The function concept is one of the most fundamental concepts of modern mathematics. It did not arise suddenly. It arose more than two hundred years ago out of the famous debate on the vibrating string and underwent profound changes in the very course of that heated polemic. From that time on this concept has deepened and evolved continuously, and this twin process continues to this very day. That is why no single formal definition can include the full content of the function concept. This content can be understood only by a study of the main lines of the development that is extremely closely linked with the development of science in general and of mathematical physics in particular.

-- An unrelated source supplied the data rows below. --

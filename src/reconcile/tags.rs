use crate::validation::validate_tags;

/// What a mapping write does to the stored tag list.
///
/// On the wire an omitted `tags` keeps the current list, a non-empty array
/// replaces it, and an empty array removes the field entirely. `clear_tags`
/// requests the removal explicitly.
#[derive(Debug, Clone, PartialEq, Eq)]
pub enum TagUpdate {
    Keep,
    Set(Vec<String>),
    Clear,
}

impl TagUpdate {
    pub fn from_request(tags: Option<Vec<String>>, clear_tags: bool) -> Self {
        if clear_tags {
            return TagUpdate::Clear;
        }
        match tags.map(validate_tags) {
            None => TagUpdate::Keep,
            Some(tags) if tags.is_empty() => TagUpdate::Clear,
            Some(tags) => TagUpdate::Set(tags),
        }
    }

    pub fn keeps_existing(&self) -> bool {
        matches!(self, TagUpdate::Keep)
    }

    /// Value written to the tags column; `None` leaves the field absent.
    pub fn stored_tags(&self) -> Option<&[String]> {
        match self {
            TagUpdate::Set(tags) => Some(tags),
            TagUpdate::Keep | TagUpdate::Clear => None,
        }
    }
}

Functions, especially of the numeric variety, are often confused with formulas by means of which they are defined. In one of the discrete mathematics textbooks, the authors fling a particularly inept remark to the effect that "Whereas classical mathematics is about formulas, discrete mathematics is as much about algorithms as about formulas." Charitably, I interpret the maxim as the authors' attempt to emphasize the importance of functions in mathematics in general and discrete mathematics in particular. In their view, I believe, the efficiency of function computations gains prominence when it comes to practical matters. In mathematics, the function of two variables $f(x, y) = x^{2} - y^{2}$ can be equally well defined as $f(x, y) = (x - y)(x + y).$ In algorithmic mathematics there is an important difference between the two definitions: one requires two multiplications and one addition (with the sign minus), the other needs one multiplication and two additions. The latter is faster! But the authors, of course, might have had their own reasons.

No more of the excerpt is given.